* [Aim of the task] Retype exactly the lines from the one that contains "fn bench_extract_indices(c: &mut" through the final line of the material below, and add nothing else.

* [Input material]
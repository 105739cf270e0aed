//! Typed agent configuration parsed from `key=value` tokens.
//!
//! ```text
//! init load=weights.bin save=weights.bin alpha=0.003125 seed=42
//! ```
//!
//! A bare token without `=` sets the key to itself, so `init` and `init=1` are
//! equivalent. Keys that no agent recognizes are kept in `extra`.

use std::collections::BTreeMap;
use std::path::PathBuf;

use thiserror::Error;

use crate::learning::td_learner::DEFAULT_ALPHA;

/// Configuration parse errors.
#[derive(Error, Debug, PartialEq, Eq)]
pub enum ConfigError {
    /// A recognized key has a value of the wrong type
    #[error("Invalid value for `{key}`: {value}")]
    InvalidValue { key: String, value: String },

    /// A token with an empty key, e.g. `=5`
    #[error("Empty key in token `{0}`")]
    EmptyKey(String),
}

/// Options shared by the player and the environment.
#[derive(Clone, Debug, PartialEq)]
pub struct AgentConfig {
    /// Display name (`name=`)
    pub name: String,
    /// Agent role (`role=`)
    pub role: String,
    /// Create the default zeroed tables (`init`)
    pub init: bool,
    /// Weight file to read at construction (`load=`)
    pub load: Option<PathBuf>,
    /// Weight file to write when the agent is closed (`save=`)
    pub save: Option<PathBuf>,
    /// TD step size (`alpha=`)
    pub alpha: f32,
    /// RNG seed (`seed=`)
    pub seed: Option<u64>,
    /// Unrecognized keys
    pub extra: BTreeMap<String, String>,
}

impl Default for AgentConfig {
    fn default() -> Self {
        Self {
            name: "unknown".to_string(),
            role: "unknown".to_string(),
            init: false,
            load: None,
            save: None,
            alpha: DEFAULT_ALPHA,
            seed: None,
            extra: BTreeMap::new(),
        }
    }
}

impl AgentConfig {
    /// Parse whitespace-separated `key=value` tokens. Later tokens win.
    ///
    /// # Errors
    ///
    /// - `ConfigError::InvalidValue` when `alpha` is not a finite float or `seed`
    ///   is not an unsigned integer
    /// - `ConfigError::EmptyKey` for tokens such as `=x`
    ///
    /// # Examples
    ///
    /// ```
    /// use tdl2048::config::AgentConfig;
    ///
    /// let config = AgentConfig::parse("name=tdl init alpha=0.01 seed=7 note=hi").unwrap();
    /// assert_eq!(config.name, "tdl");
    /// assert!(config.init);
    /// assert_eq!(config.alpha, 0.01);
    /// assert_eq!(config.seed, Some(7));
    /// assert_eq!(config.extra.get("note").map(String::as_str), Some("hi"));
    /// ```
    pub fn parse(args: &str) -> Result<Self, ConfigError> {
        let mut config = Self::default();
        for token in args.split_whitespace() {
            let (key, value) = token.split_once('=').unwrap_or((token, token));
            if key.is_empty() {
                return Err(ConfigError::EmptyKey(token.to_string()));
            }
            config.apply(key, value)?;
        }
        Ok(config)
    }

    fn apply(&mut self, key: &str, value: &str) -> Result<(), ConfigError> {
        let invalid = || ConfigError::InvalidValue {
            key: key.to_string(),
            value: value.to_string(),
        };

        match key {
            "name" => self.name = value.to_string(),
            "role" => self.role = value.to_string(),
            "init" => self.init = true,
            "load" => self.load = Some(PathBuf::from(value)),
            "save" => self.save = Some(PathBuf::from(value)),
            "alpha" => {
                let alpha: f32 = value.parse().map_err(|_| invalid())?;
                if !alpha.is_finite() {
                    return Err(invalid());
                }
                self.alpha = alpha;
            }
            "seed" => self.seed = Some(value.parse().map_err(|_| invalid())?),
            _ => {
                self.extra.insert(key.to_string(), value.to_string());
            }
        }
        Ok(())
    }
}

#[cfg(test)]
mod tests {
    use super::*;

    #[test]
    fn test_defaults() {
        let config = AgentConfig::parse("").unwrap();
        assert_eq!(config, AgentConfig::default());
        assert_eq!(config.name, "unknown");
        assert_eq!(config.alpha, 0.1 / 32.0);
        assert!(!config.init);
    }

    #[test]
    fn test_bare_and_valued_init() {
        assert!(AgentConfig::parse("init").unwrap().init);
        assert!(AgentConfig::parse("init=8x50625").unwrap().init);
    }

    #[test]
    fn test_paths() {
        let config = AgentConfig::parse("load=in.bin save=out.bin.gz").unwrap();
        assert_eq!(config.load, Some(PathBuf::from("in.bin")));
        assert_eq!(config.save, Some(PathBuf::from("out.bin.gz")));
    }

    #[test]
    fn test_later_token_wins() {
        let config = AgentConfig::parse("name=a name=b alpha=0.5 alpha=0.25").unwrap();
        assert_eq!(config.name, "b");
        assert_eq!(config.alpha, 0.25);
    }

    #[test]
    fn test_invalid_alpha() {
        let err = AgentConfig::parse("alpha=fast").unwrap_err();
        assert_eq!(
            err,
            ConfigError::InvalidValue {
                key: "alpha".to_string(),
                value: "fast".to_string()
            }
        );
        assert!(AgentConfig::parse("alpha=inf").is_err());
    }

    #[test]
    fn test_invalid_seed() {
        assert!(AgentConfig::parse("seed=-1").is_err());
        assert!(AgentConfig::parse("seed").is_err());
    }

    #[test]
    fn test_empty_key() {
        assert_eq!(
            AgentConfig::parse("=3"),
            Err(ConfigError::EmptyKey("=3".to_string()))
        );
    }

    #[test]
    fn test_unknown_keys_are_kept() {
        let config = AgentConfig::parse("depth=3 verbose").unwrap();
        assert_eq!(config.extra.get("depth").map(String::as_str), Some("3"));
        assert_eq!(config.extra.get("verbose").map(String::as_str), Some("verbose"));
    }
}
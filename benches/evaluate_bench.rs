//! Benchmark for tuple extraction and evaluate()

use criterion::{Criterion, black_box, criterion_group, criterion_main};
use rand::{Rng, SeedableRng};
use rand::rngs::StdRng;
use tdl2048::board::Board;
use tdl2048::environment::RandomEnvironment;
use tdl2048::evaluator::Evaluator;
use tdl2048::learning::{DEFAULT_INITIAL_TILES, TDLearner, play_episode};
use tdl2048::player::TdPlayer;

/// Opening boards from seeded environments.
fn sample_boards() -> Vec<Board> {
    let mut rng = StdRng::seed_from_u64(99);
    let mut boards = Vec::new();
    for _ in 0..64 {
        let mut board = Board::new();
        let mut env = RandomEnvironment::new(Some(rng.random()));
        for _ in 0..DEFAULT_INITIAL_TILES {
            env.take_action(&board, None).apply(&mut board);
        }
        boards.push(board);
    }
    boards
}

fn bench_extract_indices(c: &mut Criterion) {
    let evaluator = Evaluator::new();
    let boards = sample_boards();

    c.bench_function("extract_indices", |b| {
        b.iter(|| {
            for board in &boards {
                black_box(evaluator.indices(black_box(board)));
            }
        })
    });
}

fn bench_evaluate(c: &mut Criterion) {
    // trained weights so the lookups are not all into zeroed pages
    let mut player = TdPlayer::new(Evaluator::new(), TDLearner::default());
    let mut env = RandomEnvironment::new(Some(1));
    for _ in 0..50 {
        play_episode(&mut player, &mut env, DEFAULT_INITIAL_TILES);
    }
    let evaluator = player.evaluator();
    let boards = sample_boards();

    c.bench_function("evaluate", |b| {
        b.iter(|| {
            let mut sum = 0.0f32;
            for board in &boards {
                sum += evaluator.evaluate(black_box(board));
            }
            black_box(sum)
        })
    });
}

criterion_group!(benches, bench_extract_indices, bench_evaluate);
criterion_main!(benches);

* [Solution to the exercise]
fn bench_extract_indices(c: &mut Criterion) {
    let evaluator = Evaluator::new();
    let boards = sample_boards();

    c.bench_function("extract_indices", |b| {
        b.iter(|| {
            for board in &boards {
                black_box(evaluator.indices(black_box(board)));
            }
        })
    });
}

fn bench_evaluate(c: &mut Criterion) {
    // trained weights so the lookups are not all into zeroed pages
    let mut player = TdPlayer::new(Evaluator::new(), TDLearner::default());
    let mut env = RandomEnvironment::new(Some(1));
    for _ in 0..50 {
        play_episode(&mut player, &mut env, DEFAULT_INITIAL_TILES);
    }
    let evaluator = player.evaluator();
    let boards = sample_boards();

    c.bench_function("evaluate", |b| {
        b.iter(|| {
            let mut sum = 0.0f32;
            for board in &boards {
                sum += evaluator.evaluate(black_box(board));
            }
            black_box(sum)
        })
    });
}

criterion_group!(benches, bench_extract_indices, bench_evaluate);
criterion_main!(benches);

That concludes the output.